* _WORK TO COMPLETE_
Give back every entry in full, exactly as it reads.

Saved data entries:
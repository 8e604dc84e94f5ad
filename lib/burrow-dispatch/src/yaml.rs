/*
 * SPDX-License-Identifier: Apache-2.0
 * Copyright 2025 ByteDance and/or its affiliates.
 */

use std::path::Path;

use anyhow::{Context, anyhow};
use yaml_rust::Yaml;

use super::Socks5DispatcherConfigBuilder;

impl Socks5DispatcherConfigBuilder {
    pub fn parse_yaml(v: &Yaml, lookup_dir: Option<&Path>) -> anyhow::Result<Self> {
        match v {
            Yaml::Hash(map) => {
                let mut builder = Socks5DispatcherConfigBuilder::default();
                burrow_yaml::foreach_kv(map, |k, v| builder.set_by_yaml_kv(k, v, lookup_dir))?;
                Ok(builder)
            }
            Yaml::String(_) => {
                let proxy = burrow_yaml::value::as_socks5_proxy(v)?;
                Ok(Socks5DispatcherConfigBuilder::new(proxy))
            }
            _ => Err(anyhow!(
                "yaml value type for 'socks5 dispatcher config' should be 'map' or 'string'"
            )),
        }
    }

    pub fn set_by_yaml_kv(
        &mut self,
        k: &str,
        v: &Yaml,
        lookup_dir: Option<&Path>,
    ) -> anyhow::Result<()> {
        match burrow_yaml::key::normalize(k).as_str() {
            "proxy" | "proxy_url" => {
                let proxy = burrow_yaml::value::as_socks5_proxy(v)
                    .context(format!("invalid socks5 proxy url value for key {k}"))?;
                self.set_proxy(proxy);
                Ok(())
            }
            "tls" | "tls_client" => {
                let tls = burrow_yaml::value::as_rustls_client_config_builder(v, lookup_dir)
                    .context(format!("invalid rustls tls client config value for key {k}"))?;
                self.set_tls_client(tls);
                Ok(())
            }
            "tls_name" => {
                let name = burrow_yaml::value::as_rustls_server_name(v)
                    .context(format!("invalid rustls server name value for key {k}"))?;
                self.set_tls_name(name);
                Ok(())
            }
            "connect_timeout" => {
                let timeout = burrow_yaml::humanize::as_duration(v)
                    .context(format!("invalid humanize duration value for key {k}"))?;
                self.set_connect_timeout(timeout);
                Ok(())
            }
            "negotiation_timeout" | "handshake_timeout" => {
                let timeout = burrow_yaml::humanize::as_duration(v)
                    .context(format!("invalid humanize duration value for key {k}"))?;
                self.set_negotiation_timeout(timeout);
                Ok(())
            }
            "resolve_locally" | "local_resolve" => {
                let enable = burrow_yaml::value::as_bool(v)
                    .context(format!("invalid bool value for key {k}"))?;
                self.set_resolve_locally(enable);
                Ok(())
            }
            _ => Err(anyhow!("invalid key {k}")),
        }
    }
}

* _TASK OUTPUT_
repository 8e604dc84e94f5ad
filename lib/burrow-dispatch/src/yaml.rs
/*
 * SPDX-License-Identifier: Apache-2.0
 * Copyright 2025 ByteDance and/or its affiliates.
 */

use std::path::Path;

use anyhow::{Context, anyhow};
use yaml_rust::Yaml;

use super::Socks5DispatcherConfigBuilder;

impl Socks5DispatcherConfigBuilder {
    pub fn parse_yaml(v: &Yaml, lookup_dir: Option<&Path>) -> anyhow::Result<Self> {
        match v {
            Yaml::Hash(map) => {
                let mut builder = Socks5DispatcherConfigBuilder::default();
                burrow_yaml::foreach_kv(map, |k, v| builder.set_by_yaml_kv(k, v, lookup_dir))?;
                Ok(builder)
            }
            Yaml::String(_) => {
                let proxy = burrow_yaml::value::as_socks5_proxy(v)?;
                Ok(Socks5DispatcherConfigBuilder::new(proxy))
            }
            _ => Err(anyhow!(
                "yaml value type for 'socks5 dispatcher config' should be 'map' or 'string'"
            )),
        }
    }

    pub fn set_by_yaml_kv(
        &mut self,
        k: &str,
        v: &Yaml,
        lookup_dir: Option<&Path>,
    ) -> anyhow::Result<()> {
        match burrow_yaml::key::normalize(k).as_str() {
            "proxy" | "proxy_url" => {
                let proxy = burrow_yaml::value::as_socks5_proxy(v)
                    .context(format!("invalid socks5 proxy url value for key {k}"))?;
                self.set_proxy(proxy);
                Ok(())
            }
            "tls" | "tls_client" => {
                let tls = burrow_yaml::value::as_rustls_client_config_builder(v, lookup_dir)
                    .context(format!("invalid rustls tls client config value for key {k}"))?;
                self.set_tls_client(tls);
                Ok(())
            }
            "tls_name" => {
                let name = burrow_yaml::value::as_rustls_server_name(v)
                    .context(format!("invalid rustls server name value for key {k}"))?;
                self.set_tls_name(name);
                Ok(())
            }
            "connect_timeout" => {
                let timeout = burrow_yaml::humanize::as_duration(v)
                    .context(format!("invalid humanize duration value for key {k}"))?;
                self.set_connect_timeout(timeout);
                Ok(())
            }
            "negotiation_timeout" | "handshake_timeout" => {
                let timeout = burrow_yaml::humanize::as_duration(v)
                    .context(format!("invalid humanize duration value for key {k}"))?;
                self.set_negotiation_timeout(timeout);
                Ok(())
            }
            "resolve_locally" | "local_resolve" => {
                let enable = burrow_yaml::value::as_bool(v)
                    .context(format!("invalid bool value for key {k}"))?;
                self.set_resolve_locally(enable);
                Ok(())
            }
            _ => Err(anyhow!("invalid key {k}")),
        }
    }
}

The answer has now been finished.